I wont go through all the platform configurations, because they all work in the same fashion. I will focus on the iPhone because the default setup I use has multiple images.

prompt: {
   "iphone": {
      targetUrl: undefined,
      showClasses: [ "iphone-wrapper", "animated", "fadeIn", "d-block" ],
      imgs: [ {
         src: "imgs/ios-safari-share-button-highlight.jpg",
         alt: "Tap the Share Icon"
         src: "imgs/iphone-a2hs-swipe-to-right.jpg",
         classes: [ "animated", "fadeIn", "overlay-1", "delay-2s"],
         alt: "Swipe to the right"
         src: "imgs/iphone-a2hs-icon-highlight.jpg",
         classes: [ "animated", "fadeIn", "overlay-2", "delay-4s"],
         alt: "Tap the Add to Homescreen Icon"

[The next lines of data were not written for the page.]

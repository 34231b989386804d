//! Unified error type for the reconciliation engine.
//!
//! Every operation returns [`Result`]. Variants are grouped by the component that raises
//! them; all of them are terminal for the triggering request except
//! [`Error::ConcurrentModification`], which the propagator retries a bounded number of times.

use crate::entities::AliasStatus;
use thiserror::Error;

/// Crate-wide error type.
#[derive(Debug, Error)]
pub enum Error {
    // Fiscal data parser
    /// The QR payload or URL does not normalize into a ticket-lookup URL.
    #[error("Malformed receipt reference '{reference}': {reason}")]
    MalformedReference {
        /// The raw reference as submitted
        reference: String,
        /// What was wrong with it
        reason: String,
    },

    /// The fiscal ticket service could not be reached or answered with a failure status.
    #[error("Fiscal ticket service unavailable: {message}")]
    UpstreamUnavailable {
        /// Transport or status detail
        message: String,
    },

    /// The fiscal ticket service answered with something that is not a ticket.
    #[error("Invalid fiscal ticket payload: {message}")]
    InvalidUpstreamPayload {
        /// Parse detail
        message: String,
    },

    /// A required ticket field is missing or invalid.
    #[error("Incomplete receipt data: {field} missing or invalid")]
    IncompleteReceiptData {
        /// Name of the offending ticket field
        field: String,
    },

    /// Line items do not add up to the ticket total.
    #[error("Sum of item totals ({items_total}) does not match receipt total ({receipt_total})")]
    TotalsMismatch {
        /// Sum of the parsed item totals
        items_total: i64,
        /// Total reported by the ticket
        receipt_total: i64,
    },

    // Matcher
    /// One or more claimed products are missing, ineligible or unpublished.
    #[error("Products are not valid, cashback-eligible and published: {product_ids:?}")]
    InvalidProductReference {
        /// The product ids that failed to resolve
        product_ids: Vec<i64>,
    },

    /// The claim mapping itself is unusable.
    #[error("Invalid claim mapping: {message}")]
    InvalidClaimMapping {
        /// Description of the problem
        message: String,
    },

    /// A new alias could not be stored for a claimed item.
    #[error("Failed to create alias '{name}': {message}")]
    AliasCreationFailed {
        /// The line-item name the alias was meant for
        name: String,
        /// Storage detail
        message: String,
    },

    // Propagator
    /// Aliases may only move from `unverified` to `verified` or `rejected`, once.
    #[error("Illegal alias transition for alias {alias_id}: {from:?} -> {to:?}")]
    IllegalAliasTransition {
        /// Alias being decided
        alias_id: i64,
        /// Status found in storage
        from: AliasStatus,
        /// Requested status
        to: AliasStatus,
    },

    /// Alias lookup failed.
    #[error("Alias not found: {alias_id}")]
    AliasNotFound {
        /// The missing alias id
        alias_id: i64,
    },

    /// A receipt changed between read and write more often than the retry budget allows.
    #[error("Receipt {receipt_id} was modified concurrently ({attempts} attempts)")]
    ConcurrentModification {
        /// The contended receipt
        receipt_id: i64,
        /// How many read-modify-write attempts were made
        attempts: u32,
    },

    // Submission
    /// A receipt with the same fiscal id or QR data already exists.
    #[error("Receipt already submitted ({key})")]
    DuplicateSubmission {
        /// Which dedup key collided
        key: String,
    },

    /// User lookup failed.
    #[error("User not found: {user_id}")]
    UserNotFound {
        /// The missing user id
        user_id: i64,
    },

    /// Receipt lookup failed.
    #[error("Receipt not found: {receipt_id}")]
    ReceiptNotFound {
        /// The missing receipt id
        receipt_id: i64,
    },

    /// Cashback request lookup failed.
    #[error("Cashback request not found: {request_id}")]
    CashbackRequestNotFound {
        /// The missing request id
        request_id: i64,
    },

    /// Invalid amount (zero, negative where positive is required).
    #[error("Invalid amount: {amount}")]
    InvalidAmount {
        /// The rejected amount in minor units
        amount: i64,
    },

    /// A stored row does not describe a valid domain value.
    #[error("Corrupt record: {message}")]
    CorruptRecord {
        /// What was inconsistent
        message: String,
    },

    /// Configuration error.
    #[error("Configuration error: {message}")]
    Config {
        /// Error message
        message: String,
    },

    /// Database error.
    #[error("Database error: {0}")]
    Database(#[from] sea_orm::DbErr),
}

impl Error {
    /// Whether retrying the same request later could succeed.
    #[must_use]
    pub const fn is_transient(&self) -> bool {
        matches!(
            self,
            Self::ConcurrentModification { .. } | Self::UpstreamUnavailable { .. }
        )
    }
}

/// Convenience `Result` type
pub type Result<T> = std::result::Result<T, Error>;

#[cfg(test)]
mod tests {
    use super::*;

    #[test]
    fn test_transient_classification() {
        assert!(
            Error::ConcurrentModification {
                receipt_id: 1,
                attempts: 3
            }
            .is_transient()
        );
        assert!(
            Error::UpstreamUnavailable {
                message: "timeout".to_string()
            }
            .is_transient()
        );
        assert!(
            !Error::DuplicateSubmission {
                key: "fiscal_id".to_string()
            }
            .is_transient()
        );
    }

    #[test]
    fn test_error_messages() {
        let err = Error::TotalsMismatch {
            items_total: 900,
            receipt_total: 1000,
        };
        assert_eq!(
            err.to_string(),
            "Sum of item totals (900) does not match receipt total (1000)"
        );
    }
}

The targetUrl property can be set to the URL with full instructions instead of a simple image. Some sites want the give the user more detailed instructions, so this gives them the option.

The showClasses property is an array of CSS selectors used to show and hide the guidance.

The imgs property is an array of image objects. They are displayed in succession. If there is only one image it will be the only image displayed. If there are multiple images they will display one after the other using CSS animations.

The classes property is an array of CSS class names you can supply to control how the animation is applied.

Last the alt property is the value for the image alt attribute and used for accessibility.

When you clone or download the Add to Homescreen library these assets are included, so you don't need to go currate them yourself.

However, you are more than welcome to create your own images. For example if you wanted to trigger animated gif, illustration or even a video tutorial you could use those as well.


The goal is to control how you prompt and tease your visitors to add your progressive web app to their homescreen. Instead of putting this responsibility on you or your developer's shoulders the Add to Homescreen library provides a controlled mechanism to abstract away platform differences.

While each browser seems to require a different process for users to add Progressive Web Apps to their homescreen or deskopt you should not be intimidated by this. Instead you can use this library to give you a more common interface to handle these scenarios.

Hopefully this library can be reduced if all browsers would support the beforeinstallprompt event. You will still need to control when the prompt is displayed of course. So the PWA Add to Homescreen library will always have its place in everyone's Progressive Web App journey.